San Pablo de la Cruz, el fundador de los pasionistas, estando retirado unos
días a solas en una iglesia solitaria, se siente a veces de tal modo
embargado por el temor de Dios, es decir, por la captación simultánea de su
propia miseria y de la Santidad divina, que se veía completamente indigno de
estar en la iglesia, ante el sagrario, en lugar tan sagrado:
« y decía a los ángeles que asisten al adorabilísimo Misterio que me
arrojasen fuera de la iglesia, pues soy peor que un demonio. Sin embargo, no
se me quita la confianza con mi Esposo Sacramentado. Y le decía que
recordase lo que me ha dejado en el santo evangelio, esto es, que no ha
venido él a llamar a los justos, sino a los pecadores» (Diario espiritual
5-XII-1720).
En ciertas ocasiones, el Espíritu Santo hace que el santo, después de algún
pecado, se estremezca de pena y espanto por el don de temor de Dios.

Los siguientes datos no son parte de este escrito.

//! AMI frame: an unordered set of `key: value` fields.

use crate::{
    constants::{MESSAGE_AUTH_ACCEPTED, RESPONSE_ERROR, RESPONSE_SUCCESS},
    headers::AmiHeader,
};
use serde::{Deserialize, Serialize};
use std::collections::HashMap;
use std::fmt;

/// One AMI protocol message.
///
/// The same type carries commands (which always have an `Action` field) and
/// everything the server sends back: responses, events and the login reply.
/// Field order carries no meaning; equality compares the field set.
///
/// ```
/// use asterisk_ami_tokio::{AmiHeader, Frame};
///
/// let cmd = Frame::action("Originate")
///     .with_field("Channel", "PJSIP/1000")
///     .with_field("Exten", "2000");
/// assert_eq!(cmd.header(AmiHeader::Action), Some("Originate"));
/// assert_eq!(cmd.len(), 3);
/// ```
#[derive(Clone, Default, PartialEq, Eq, Serialize, Deserialize)]
#[serde(transparent)]
pub struct Frame {
    fields: HashMap<String, String>,
}

impl Frame {
    /// Create an empty frame.
    pub fn new() -> Self {
        Self::default()
    }

    /// Create a command frame with its `Action` field set.
    pub fn action(name: impl Into<String>) -> Self {
        Self::new().with_field(AmiHeader::Action, name)
    }

    /// Builder form of [`set_field`](Self::set_field).
    pub fn with_field(mut self, name: impl Into<String>, value: impl Into<String>) -> Self {
        self.set_field(name, value);
        self
    }

    /// Set or overwrite a field.
    pub fn set_field(&mut self, name: impl Into<String>, value: impl Into<String>) {
        self.fields
            .insert(name.into(), value.into());
    }

    /// Look up a field by name (case-sensitive).
    pub fn field(&self, name: &str) -> Option<&str> {
        self.fields
            .get(name)
            .map(|s| s.as_str())
    }

    /// Look up a well-known field.
    pub fn header(&self, header: AmiHeader) -> Option<&str> {
        self.field(header.as_str())
    }

    /// Remove a field, returning its value if it existed.
    pub fn remove_field(&mut self, name: &str) -> Option<String> {
        self.fields
            .remove(name)
    }

    /// All fields as a map.
    pub fn fields(&self) -> &HashMap<String, String> {
        &self.fields
    }

    /// Iterate over `(name, value)` pairs in unspecified order.
    pub fn iter(&self) -> impl Iterator<Item = (&str, &str)> {
        self.fields
            .iter()
            .map(|(k, v)| (k.as_str(), v.as_str()))
    }

    /// Number of fields.
    pub fn len(&self) -> usize {
        self.fields
            .len()
    }

    /// `true` for a frame with no fields (a stray blank line on the wire).
    pub fn is_empty(&self) -> bool {
        self.fields
            .is_empty()
    }

    /// Consume the frame, returning the underlying map.
    pub fn into_fields(self) -> HashMap<String, String> {
        self.fields
    }

    /// `Action` field of a command.
    pub fn action_name(&self) -> Option<&str> {
        self.header(AmiHeader::Action)
    }

    /// `ActionID` field, echoed by Asterisk on the matching response.
    pub fn action_id(&self) -> Option<&str> {
        self.header(AmiHeader::ActionId)
    }

    /// `Response` field (`Success`, `Error`, `Follows`, ...).
    pub fn response(&self) -> Option<&str> {
        self.header(AmiHeader::Response)
    }

    /// `Message` field.
    pub fn message(&self) -> Option<&str> {
        self.header(AmiHeader::Message)
    }

    /// `Event` field, present on asynchronous events.
    pub fn event(&self) -> Option<&str> {
        self.header(AmiHeader::Event)
    }

    /// Login reply test: `Response: Success` OR `Message: Authentication accepted`.
    /// Either signal alone is enough.
    pub fn is_auth_success(&self) -> bool {
        self.response() == Some(RESPONSE_SUCCESS) || self.message() == Some(MESSAGE_AUTH_ACCEPTED)
    }

    /// `Response: Error`.
    pub fn is_error_response(&self) -> bool {
        self.response() == Some(RESPONSE_ERROR)
    }
}

impl fmt::Debug for Frame {
    fn fmt(&self, f: &mut fmt::Formatter<'_>) -> fmt::Result {
        let mut map = f.debug_map();
        for (key, value) in &self.fields {
            if key.eq_ignore_ascii_case(AmiHeader::Secret.as_str()) {
                map.entry(key, &"[REDACTED]");
            } else {
                map.entry(key, value);
            }
        }
        map.finish()
    }
}

/// Wire text, as produced by [`serialize`](crate::protocol::serialize).
impl fmt::Display for Frame {
    fn fmt(&self, f: &mut fmt::Formatter<'_>) -> fmt::Result {
        f.write_str(&String::from_utf8_lossy(&crate::protocol::serialize(self)))
    }
}

impl From<HashMap<String, String>> for Frame {
    fn from(fields: HashMap<String, String>) -> Self {
        Self { fields }
    }
}

impl<K, V> FromIterator<(K, V)> for Frame
where
    K: Into<String>,
    V: Into<String>,
{
    fn from_iter<I: IntoIterator<Item = (K, V)>>(iter: I) -> Self {
        Self {
            fields: iter
                .into_iter()
                .map(|(k, v)| (k.into(), v.into()))
                .collect(),
        }
    }
}

impl<K, V> Extend<(K, V)> for Frame
where
    K: Into<String>,
    V: Into<String>,
{
    fn extend<I: IntoIterator<Item = (K, V)>>(&mut self, iter: I) {
        for (k, v) in iter {
            self.set_field(k, v);
        }
    }
}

Santa
Margarita María de Alacoque, la que tantas y tan sublimes revelaciones había
tenido del amor y de la ternura del Corazón de Jesús, refiere que en una
ocasión tuvo «algún movimiento de vanidad hablando de sí misma»...
« ¡Oh Dios mío! ¡Cuántas lágrimas y gemidos me costó esta falta! Porque, en
cuanto nos hallamos a solas Él y yo, con un semblante severo me reprendió,
diciéndome: "¿qué tienes tú, polvo y ceniza, para poder gloriarte, pues de
ti no tienes sino la nada y la miseria, la cual nunca debes perder de vista,
ni salir del abismo de tu nada?"». Y en seguida «me descubrió súbitamente un
horrible cuadro, me presentó un esbozo de todo lo que yo soy... Me causó tal
horror de mí misma, que a no haberme Él mismo sostenido, hubiera quedado
pasmada del dolor. No podía comprender el exceso de su grande bondad y
misericordia en no haberme arrojado ya en los abismos del infierno, y en
soportarme aún, viendo que no podía yo sufrirme a mí misma. Tal era el
suplicio que me imponía por los menores impulsos de vana complacencia; así
que a veces me obligaba a decirle: "¡ay de mí, Dios mío!, o haced que muera
o quitadme ese cuadro, pues no puedo vivir mirándole"» (Autobiografía 62).
Sin embargo, confiesa al final de su escrito, «por grandes que sean mis
faltas, jamás me priva de su presencia [el Señor] este único amor de mi
alma, como me lo ha prometido. Pero me la hace tan terrible cuando le
disgusto en alguna cosa, que no hay tormento que no me fuera más dulce y al
cual no me sacrificara yo mil veces antes que soportar esta divina Presencia
y aparecer delante de la Santidad divina teniendo el alma manchada con algún
pecado.
«En esas ocasiones, bien hubiera querido esconderme y alejarme de ella, si
hubiese podido; mas todos mis esfuerzos eran inútiles, hallando en todas
partes esa Santidad, de que huía, con tan espantosos tormentos que me
figuraba estar en el Purgatorio, porque todo sufría en mí sin ningún
consuelo, ni deseo de buscarle» (ib. 111).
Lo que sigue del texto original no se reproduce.